Tenho fases, como a lua
Fases de andar escondida,
fases de vir para a rua...
Perdição da minha vida!
Perdição da vida minha!
Tenho fases de ser tua,
tenho outras de ser sozinha
Fases que vão e que vêm,

no secreto calendário
que um astrólogo arbitrário
inventou para meu uso.
E roda a melancolia

seu interminável fuso!
Não me encontro com ninguém
(tenho fases, como a lua...)
No dia de alguém ser meu
não é dia de eu ser sua...
E, quando chega esse dia,
o outro desapareceu...

(Cecília Meireles)

Não lembrar

O dia amanheceu deslumbrante e esplendoroso. A chuva insistente havia cessado, o frio inoportuno finalmente diminuíra e o azul do céu era, mais do que intenso, inbidor.
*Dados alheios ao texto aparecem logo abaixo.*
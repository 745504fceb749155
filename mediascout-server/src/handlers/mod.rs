//! HTTP request handlers organized by functionality

pub mod handle_covers;
pub mod handle_directories;
pub mod handle_health;
pub mod handle_minidlna;
pub mod handle_movies;
pub mod handle_scan;

use std::path::PathBuf;

use base64::{
    Engine as _,
    engine::general_purpose::{URL_SAFE, URL_SAFE_NO_PAD},
};

use crate::infra::{
    app_state::AppState,
    errors::{AppError, AppResult},
};

/// Resolve a URL-safe base64 directory to one of the configured roots.
///
/// Anything that does not decode to a configured directory is forbidden.
pub fn resolve_directory(
    state: &AppState,
    directory_b64: &str,
) -> AppResult<PathBuf> {
    let encoded = directory_b64.trim();
    let bytes = URL_SAFE
        .decode(encoded)
        .or_else(|_| URL_SAFE_NO_PAD.decode(encoded))
        .map_err(|_| AppError::forbidden("Invalid directory"))?;
    let directory = String::from_utf8(bytes)
        .map_err(|_| AppError::forbidden("Invalid directory"))?;

    state
        .configured_directory(&directory)
        .cloned()
        .ok_or_else(|| AppError::forbidden("Directory not allowed"))
}

/// URL-safe base64 for a directory path, as accepted by the scan routes.
pub fn encode_directory(directory: &str) -> String {
    URL_SAFE.encode(directory.as_bytes())
}

async fn blocking<T, F>(task: F) -> AppResult<T>
where
    F: FnOnce() -> T + Send + 'static,
    T: Send + 'static,
{
    tokio::task::spawn_blocking(task)
        .await
        .map_err(|e| AppError::internal(format!("background task failed: {e}")))
}
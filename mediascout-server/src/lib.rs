//! # Mediascout Server
//!
//! JSON control surface over the cover workflow: list configured
//! directories, scan one for files without covers, review TMDB candidates and
//! commit the operator's picks.

pub mod handlers;
pub mod infra;
pub mod routes;

pub use infra::app_state::AppState;
pub use infra::errors::{AppError, AppResult};
pub use routes::create_app;
/// One metadata-service search result for a parsed title.
///
/// Produced by the metadata client, ranked once and never mutated afterwards.
#[derive(Debug, Clone, PartialEq)]
#[cfg_attr(feature = "serde", derive(serde::Serialize, serde::Deserialize))]
pub struct Candidate {
    /// The service's record id.
    pub external_id: u64,
    /// Localized title.
    pub title: String,
    /// Title in the original language, when the service has one.
    #[cfg_attr(feature = "serde", serde(default))]
    pub original_title: Option<String>,
    /// Release year.
    pub year: Option<u16>,
    /// Service-relative artwork path (e.g. `/abc.jpg`) or an absolute URL.
    pub poster_reference: Option<String>,
    /// The service's popularity measure.
    pub popularity_score: f64,
    /// Plot summary.
    #[cfg_attr(feature = "serde", serde(default))]
    pub overview: Option<String>,
}

impl Candidate {
    /// Whether a non-blank poster reference is present.
    pub fn has_poster(&self) -> bool {
        self.poster_reference
            .as_deref()
            .map(str::trim)
            .is_some_and(|path| !path.is_empty())
    }
}

/// An alternative poster for a candidate.
#[derive(Debug, Clone, PartialEq, Eq)]
#[cfg_attr(feature = "serde", derive(serde::Serialize, serde::Deserialize))]
pub struct PosterOption {
    /// Service-relative artwork path.
    pub path: String,
    /// Small preview for the picker.
    pub thumb_url: String,
    /// Full-size artwork.
    pub full_url: String,
}

#[cfg(all(test, feature = "serde"))]
mod tests {
    use super::*;
    use serde_json::json;

    #[test]
    fn optional_fields_may_be_absent() {
        let candidate: Candidate = serde_json::from_value(json!({
            "external_id": 603,
            "title": "The Matrix",
            "year": 1999,
            "poster_reference": "/matrix.jpg",
            "popularity_score": 12.5,
        }))
        .unwrap();

        assert_eq!(candidate.original_title, None);
        assert_eq!(candidate.overview, None);
        assert!(candidate.has_poster());
    }

    #[test]
    fn blank_poster_reference_is_no_poster() {
        let candidate: Candidate = serde_json::from_value(json!({
            "external_id": 1,
            "title": "Untitled",
            "year": null,
            "poster_reference": "  ",
            "popularity_score": 0.0,
        }))
        .unwrap();
        assert!(!candidate.has_poster());
    }
}
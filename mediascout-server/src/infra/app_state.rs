use std::{fmt, path::PathBuf, sync::Arc, time::Duration};

use tokio_util::sync::CancellationToken;

use super::minidlna::{MinidlnaClient, MinidlnaSettings};

use mediascout_config::Config;
use mediascout_core::{
    CoverSettings, CoverWriter, HttpArtworkSource, RateLimitRule, RateLimiter,
    RetryPolicy, ScoutError, SelectionWorkflow, TitleParser, TmdbClient,
    TmdbSettings, WorkflowOptions,
};

#[derive(Clone)]
pub struct AppState {
    pub workflow: Arc<SelectionWorkflow>,
    /// Configured media roots; requests may only touch paths below these.
    pub directories: Arc<Vec<PathBuf>>,
    pub extensions: Arc<Vec<String>>,
    /// Present when the provider is the live TMDB client.
    pub limiter: Option<RateLimiter>,
    /// Fires on shutdown; in-flight cover batches stop starting new writes.
    pub shutdown: CancellationToken,
    /// Present when a minidlna status URL or rescan webhook is configured.
    pub minidlna: Option<MinidlnaClient>,
}

impl fmt::Debug for AppState {
    fn fmt(&self, f: &mut fmt::Formatter<'_>) -> fmt::Result {
        f.debug_struct("AppState")
            .field("directories", &self.directories)
            .field("extensions", &self.extensions)
            .field("minidlna", &self.minidlna.is_some())
            .finish_non_exhaustive()
    }
}

impl AppState {
    pub fn new(
        workflow: SelectionWorkflow,
        directories: Vec<PathBuf>,
        extensions: Vec<String>,
    ) -> Self {
        Self {
            workflow: Arc::new(workflow),
            directories: Arc::new(directories),
            extensions: Arc::new(extensions),
            limiter: None,
            shutdown: CancellationToken::new(),
            minidlna: None,
        }
    }

    pub fn with_limiter(mut self, limiter: RateLimiter) -> Self {
        self.limiter = Some(limiter);
        self
    }

    pub fn with_shutdown(mut self, shutdown: CancellationToken) -> Self {
        self.shutdown = shutdown;
        self
    }

    pub fn with_minidlna(mut self, minidlna: MinidlnaClient) -> Self {
        self.minidlna = Some(minidlna);
        self
    }

    /// Wire the live TMDB client and HTTP artwork source from configuration.
    pub fn from_config(config: &Config) -> Result<Self, ScoutError> {
        let tmdb = TmdbClient::new(tmdb_settings(config))?;
        let limiter = tmdb.limiter().clone();
        let artwork = HttpArtworkSource::new(Duration::from_secs(
            config.artwork.timeout_secs,
        ))?;

        let workflow = SelectionWorkflow::new(
            TitleParser::default(),
            Arc::new(tmdb),
            CoverWriter::new(Arc::new(artwork), cover_settings(config)),
            workflow_options(config),
        );

        let mut state = Self::new(
            workflow,
            config.media.directories.clone(),
            config.media.extensions.clone(),
        )
        .with_limiter(limiter);

        if config.minidlna.is_enabled() {
            let minidlna = MinidlnaClient::new(MinidlnaSettings::from(&config.minidlna))
                .map_err(|e| ScoutError::Internal(e.to_string()))?;
            state = state.with_minidlna(minidlna);
        }
        Ok(state)
    }

    /// The configured root matching `directory` exactly, if any.
    pub fn configured_directory(&self, directory: &str) -> Option<&PathBuf> {
        let wanted = directory.trim_end_matches('/');
        self.directories.iter().find(|root| {
            root.to_str()
                .is_some_and(|root| root.trim_end_matches('/') == wanted)
        })
    }
}

pub fn tmdb_settings(config: &Config) -> TmdbSettings {
    let tmdb = &config.tmdb;
    TmdbSettings {
        language: tmdb.locale.clone(),
        base_url: tmdb.base_url.clone(),
        image_base: tmdb.image_base.clone(),
        max_results: tmdb.max_results,
        timeout: Duration::from_secs(tmdb.timeout_secs),
        rate_limit: RateLimitRule {
            limit: tmdb.requests_per_window,
            window: Duration::from_secs(tmdb.window_secs),
        },
        retry: RetryPolicy {
            max_attempts: tmdb.max_attempts,
            ..RetryPolicy::default()
        },
        ..TmdbSettings::new(tmdb.api_key.clone())
    }
}

pub fn cover_settings(config: &Config) -> CoverSettings {
    CoverSettings {
        image_base: config.tmdb.image_base.clone(),
        poster_size: config.artwork.poster_size.clone(),
        size: config.artwork.cover_size,
        quality: config.artwork.jpeg_quality,
    }
}

pub fn workflow_options(config: &Config) -> WorkflowOptions {
    WorkflowOptions {
        lookup_concurrency: config.workflow.lookup_concurrency,
        write_concurrency: config.workflow.write_concurrency,
    }
}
Inibia nuvens de todas as formas e tonalidades, intimidava névoas úmidas ou secas e paralisava pensamentos sem brilho. O dia amanheceu sem que eu pensasse em você. Após tempos de cores tímidas, era o primeiro dia que abria os olhos para o céu sem lembrar de você. Mas você estava presente na ausência do pensamento. Lembrar da não lembrança era lembrar ainda mais de você. Mesmo que agora os pensamentos fossem de uma primavera por vir.